:: The records ::
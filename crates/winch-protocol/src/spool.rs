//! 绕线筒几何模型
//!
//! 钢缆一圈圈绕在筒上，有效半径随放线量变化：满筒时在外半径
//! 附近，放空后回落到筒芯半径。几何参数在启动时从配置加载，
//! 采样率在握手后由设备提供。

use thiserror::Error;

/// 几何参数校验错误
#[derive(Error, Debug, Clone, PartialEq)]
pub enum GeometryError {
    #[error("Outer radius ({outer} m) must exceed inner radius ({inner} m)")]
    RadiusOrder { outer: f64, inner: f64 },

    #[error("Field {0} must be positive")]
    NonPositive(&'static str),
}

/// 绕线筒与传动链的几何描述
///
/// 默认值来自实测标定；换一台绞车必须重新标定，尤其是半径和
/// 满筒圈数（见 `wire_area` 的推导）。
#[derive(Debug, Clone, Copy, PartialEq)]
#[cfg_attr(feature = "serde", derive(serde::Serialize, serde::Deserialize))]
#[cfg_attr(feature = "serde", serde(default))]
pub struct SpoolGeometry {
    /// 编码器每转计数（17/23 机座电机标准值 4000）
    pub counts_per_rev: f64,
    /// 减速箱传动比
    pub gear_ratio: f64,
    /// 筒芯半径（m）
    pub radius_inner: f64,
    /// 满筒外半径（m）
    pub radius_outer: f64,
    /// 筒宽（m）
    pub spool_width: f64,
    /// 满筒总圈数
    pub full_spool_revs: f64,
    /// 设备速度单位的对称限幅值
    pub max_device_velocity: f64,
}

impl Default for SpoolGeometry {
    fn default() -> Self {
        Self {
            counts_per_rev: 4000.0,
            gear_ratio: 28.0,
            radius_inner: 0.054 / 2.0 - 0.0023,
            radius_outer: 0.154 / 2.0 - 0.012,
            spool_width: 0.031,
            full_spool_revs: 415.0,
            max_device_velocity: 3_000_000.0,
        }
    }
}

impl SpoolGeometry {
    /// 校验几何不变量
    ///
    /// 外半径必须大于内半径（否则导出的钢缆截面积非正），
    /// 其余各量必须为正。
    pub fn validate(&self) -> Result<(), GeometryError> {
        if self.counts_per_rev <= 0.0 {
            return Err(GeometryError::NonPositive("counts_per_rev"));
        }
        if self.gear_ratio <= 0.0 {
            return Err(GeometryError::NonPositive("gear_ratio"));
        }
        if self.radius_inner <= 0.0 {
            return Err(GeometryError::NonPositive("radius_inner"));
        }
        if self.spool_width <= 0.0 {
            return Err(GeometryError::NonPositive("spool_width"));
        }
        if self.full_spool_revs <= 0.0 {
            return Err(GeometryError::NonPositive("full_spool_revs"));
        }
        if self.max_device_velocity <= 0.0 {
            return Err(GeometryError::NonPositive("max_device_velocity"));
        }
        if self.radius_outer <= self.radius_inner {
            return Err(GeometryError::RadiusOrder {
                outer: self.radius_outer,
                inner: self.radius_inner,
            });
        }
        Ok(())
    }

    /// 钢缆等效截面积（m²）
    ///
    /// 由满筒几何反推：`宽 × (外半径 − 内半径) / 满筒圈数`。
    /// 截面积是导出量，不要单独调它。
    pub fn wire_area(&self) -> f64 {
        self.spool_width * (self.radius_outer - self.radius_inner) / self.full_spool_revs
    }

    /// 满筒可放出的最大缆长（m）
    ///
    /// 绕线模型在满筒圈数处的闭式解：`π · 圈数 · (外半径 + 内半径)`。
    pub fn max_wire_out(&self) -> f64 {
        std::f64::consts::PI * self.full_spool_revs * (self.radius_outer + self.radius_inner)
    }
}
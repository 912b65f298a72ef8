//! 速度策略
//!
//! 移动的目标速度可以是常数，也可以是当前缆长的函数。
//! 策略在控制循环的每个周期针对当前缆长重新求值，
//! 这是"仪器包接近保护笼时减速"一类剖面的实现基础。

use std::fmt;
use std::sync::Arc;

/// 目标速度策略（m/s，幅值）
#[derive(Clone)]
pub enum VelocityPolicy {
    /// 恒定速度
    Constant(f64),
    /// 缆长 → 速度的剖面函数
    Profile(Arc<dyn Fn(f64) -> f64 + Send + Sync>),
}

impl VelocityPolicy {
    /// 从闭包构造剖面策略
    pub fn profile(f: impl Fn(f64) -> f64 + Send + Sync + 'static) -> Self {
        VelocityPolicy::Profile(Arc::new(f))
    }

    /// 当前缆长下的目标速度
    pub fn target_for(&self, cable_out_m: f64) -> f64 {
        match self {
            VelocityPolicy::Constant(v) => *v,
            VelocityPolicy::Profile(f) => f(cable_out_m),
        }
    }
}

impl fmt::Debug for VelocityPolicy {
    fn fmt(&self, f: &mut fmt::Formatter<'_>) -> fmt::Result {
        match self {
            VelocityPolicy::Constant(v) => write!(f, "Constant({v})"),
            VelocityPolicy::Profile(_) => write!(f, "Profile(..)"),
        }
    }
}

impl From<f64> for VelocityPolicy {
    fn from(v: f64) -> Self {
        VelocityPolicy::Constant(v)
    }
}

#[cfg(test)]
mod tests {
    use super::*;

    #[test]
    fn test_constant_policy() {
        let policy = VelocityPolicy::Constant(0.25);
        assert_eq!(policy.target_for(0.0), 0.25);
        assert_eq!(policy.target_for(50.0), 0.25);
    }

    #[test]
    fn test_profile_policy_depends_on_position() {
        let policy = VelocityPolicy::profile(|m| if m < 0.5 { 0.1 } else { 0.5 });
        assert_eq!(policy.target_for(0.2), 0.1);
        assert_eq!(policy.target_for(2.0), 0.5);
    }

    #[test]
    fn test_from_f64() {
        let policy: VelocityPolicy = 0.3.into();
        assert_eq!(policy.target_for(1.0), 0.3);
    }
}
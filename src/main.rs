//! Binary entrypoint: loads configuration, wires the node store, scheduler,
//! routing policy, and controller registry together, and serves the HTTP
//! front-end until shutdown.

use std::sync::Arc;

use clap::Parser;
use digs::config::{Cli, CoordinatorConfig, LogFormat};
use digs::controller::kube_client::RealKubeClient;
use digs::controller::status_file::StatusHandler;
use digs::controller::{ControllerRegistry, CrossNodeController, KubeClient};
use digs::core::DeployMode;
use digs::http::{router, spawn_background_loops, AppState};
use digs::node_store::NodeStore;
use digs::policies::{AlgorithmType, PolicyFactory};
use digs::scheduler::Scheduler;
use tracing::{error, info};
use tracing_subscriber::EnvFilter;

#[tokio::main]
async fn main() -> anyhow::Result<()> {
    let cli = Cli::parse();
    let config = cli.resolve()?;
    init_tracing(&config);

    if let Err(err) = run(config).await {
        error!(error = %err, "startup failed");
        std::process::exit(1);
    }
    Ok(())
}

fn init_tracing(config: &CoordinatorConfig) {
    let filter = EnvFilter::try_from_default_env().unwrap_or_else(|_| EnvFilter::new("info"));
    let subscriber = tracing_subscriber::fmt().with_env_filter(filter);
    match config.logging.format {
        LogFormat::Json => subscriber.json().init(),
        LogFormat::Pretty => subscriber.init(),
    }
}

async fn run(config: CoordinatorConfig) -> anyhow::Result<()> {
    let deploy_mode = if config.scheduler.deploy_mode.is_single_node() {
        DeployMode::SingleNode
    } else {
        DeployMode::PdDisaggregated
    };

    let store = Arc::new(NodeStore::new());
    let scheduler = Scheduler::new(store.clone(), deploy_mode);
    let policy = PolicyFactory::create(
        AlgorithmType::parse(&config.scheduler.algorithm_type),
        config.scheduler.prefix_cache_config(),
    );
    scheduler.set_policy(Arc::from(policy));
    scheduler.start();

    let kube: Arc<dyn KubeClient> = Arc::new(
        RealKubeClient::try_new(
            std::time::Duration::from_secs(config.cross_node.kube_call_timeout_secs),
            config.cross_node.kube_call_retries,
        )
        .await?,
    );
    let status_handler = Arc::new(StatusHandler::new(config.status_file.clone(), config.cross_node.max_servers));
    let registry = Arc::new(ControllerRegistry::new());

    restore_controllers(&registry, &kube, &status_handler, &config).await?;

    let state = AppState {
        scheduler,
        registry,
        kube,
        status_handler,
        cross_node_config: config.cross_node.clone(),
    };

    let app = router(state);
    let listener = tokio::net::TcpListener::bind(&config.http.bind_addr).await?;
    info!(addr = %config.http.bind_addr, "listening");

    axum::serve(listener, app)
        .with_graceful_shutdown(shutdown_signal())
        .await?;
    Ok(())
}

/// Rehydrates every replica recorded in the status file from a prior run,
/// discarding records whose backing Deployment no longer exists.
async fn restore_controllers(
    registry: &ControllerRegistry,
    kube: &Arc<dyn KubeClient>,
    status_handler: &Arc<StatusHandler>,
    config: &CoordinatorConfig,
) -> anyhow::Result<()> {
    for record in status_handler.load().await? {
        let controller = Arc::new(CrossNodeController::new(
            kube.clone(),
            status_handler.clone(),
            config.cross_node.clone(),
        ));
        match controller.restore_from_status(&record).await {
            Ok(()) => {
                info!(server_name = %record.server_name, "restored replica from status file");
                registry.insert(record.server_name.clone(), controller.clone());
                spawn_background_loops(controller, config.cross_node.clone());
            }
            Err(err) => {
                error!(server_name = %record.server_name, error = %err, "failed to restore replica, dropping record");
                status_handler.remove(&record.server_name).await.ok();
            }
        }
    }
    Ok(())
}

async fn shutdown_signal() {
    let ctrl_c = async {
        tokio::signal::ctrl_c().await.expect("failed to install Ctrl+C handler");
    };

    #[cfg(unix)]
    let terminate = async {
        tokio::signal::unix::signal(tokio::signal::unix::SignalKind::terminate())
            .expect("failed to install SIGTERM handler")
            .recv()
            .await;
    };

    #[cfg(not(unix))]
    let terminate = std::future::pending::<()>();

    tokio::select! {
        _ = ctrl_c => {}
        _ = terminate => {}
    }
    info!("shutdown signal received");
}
:::
* _Exercise instructions_
Nothing but the lines from the one containing "to install Ctrl+C" through the final line of the data above is to be reproduced, each exactly as written.

* _Exercise output_
        tokio::signal::ctrl_c().await.expect("failed to install Ctrl+C handler");
    };

    #[cfg(unix)]
    let terminate = async {
        tokio::signal::unix::signal(tokio::signal::unix::SignalKind::terminate())
            .expect("failed to install SIGTERM handler")
            .recv()
            .await;
    };

    #[cfg(not(unix))]
    let terminate = std::future::pending::<()>();

    tokio::select! {
        _ = ctrl_c => {}
        _ = terminate => {}
    }
    info!("shutdown signal received");
}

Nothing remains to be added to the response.